It’s A Jungle Out There: AWS & The Age of Big Data

In the age of Big Data, Amazon is king of the jungle. Amazon.com is the mane; AWS is the tail.

Most people know Amazon.com as the world’s largest online retailer. However, Just as notable in the Big Data revolution as those little cardboard boxes that show up on your doorstep is Amazon Web Services (AWS).

Big Data refers to data sets that are too large to be processed and analyzed by traditional IT technologies. Whether your business just needs an email client, or involves processing millions of documents, the cloud makes it all possible affordable.

For start-ups, cash-flow is an issue. They need computing power, but those servers are pricy. Rather than begging investors for costly servers of their own, they can just rent the services they need from the cloud. If the company goes belly up, the investors don’t have to worry about setting up a yard sale to unload all that hardware. This makes it possible for more small companies to dare-to-be-great. Even for established companies, cloud computing lowers overhead and is often the most cost-efficient way to do business, period.

Another benefit of Amazon web servies is scalability. For example, what an app blows up over night? Remember in The Social Network when Zukerberg is really pissed at Eduardo for freezing Facebook’s bank accounts early on, threatening to interrupt service? [Jesse Eisenberg] was right to fear that interruption of service. In an age where the blink of an eye is too long for impatient web-users, it is not surprising that consumers have little patience for apps that don’t work right due to computing-related scalability issues. For example, in a previous post I lauded Draw Something for earning over 1 million downloads in its first ten days in the Android and Apple apps stores. However, right when I published this post, Draw Something was experiencing interruptions in service related to  exact types of scalability issues. The developers, OMGPOP, were able to overcome the majority of these problems in a matter of days. But, a number of people who read my post told me they tired to play, had a bad experience, and will probably never give Draw a second shot.

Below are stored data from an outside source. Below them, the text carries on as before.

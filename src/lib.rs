pub mod errors;
pub mod handlers;
pub mod models;
pub mod services;
pub mod state;
pub mod utils;

// Re-export commonly used types
pub use errors::{DispatchError, DispatchResult, ValidationError};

Amazon has a diverse portfolio of remote computing services. Amazon Simple Service Storage (S3) provides web service based storage. Amazon Elastic Compute Cloud (EC2) allows for scalable virtual private servers. Amazon Elastic MapReduce allows businesses, researchers, data analysts, and developers to easily and cheaply process vast amounts of data. And the list goes on.

These days, Amazon is not the only name in the game when it comes to remote-computing. Nonetheless, Amazon got the ball rolling for a host of other companies and continues to play a major role in the industry. Amazon S3 has grown from storing  2.6 billion objects in 2006 to 762 billion in 2011.

AWS and similar servies have made it possible for game-changing internet star-ups to think big. Cloud computing servies are the fertilizer that make Big Data possible.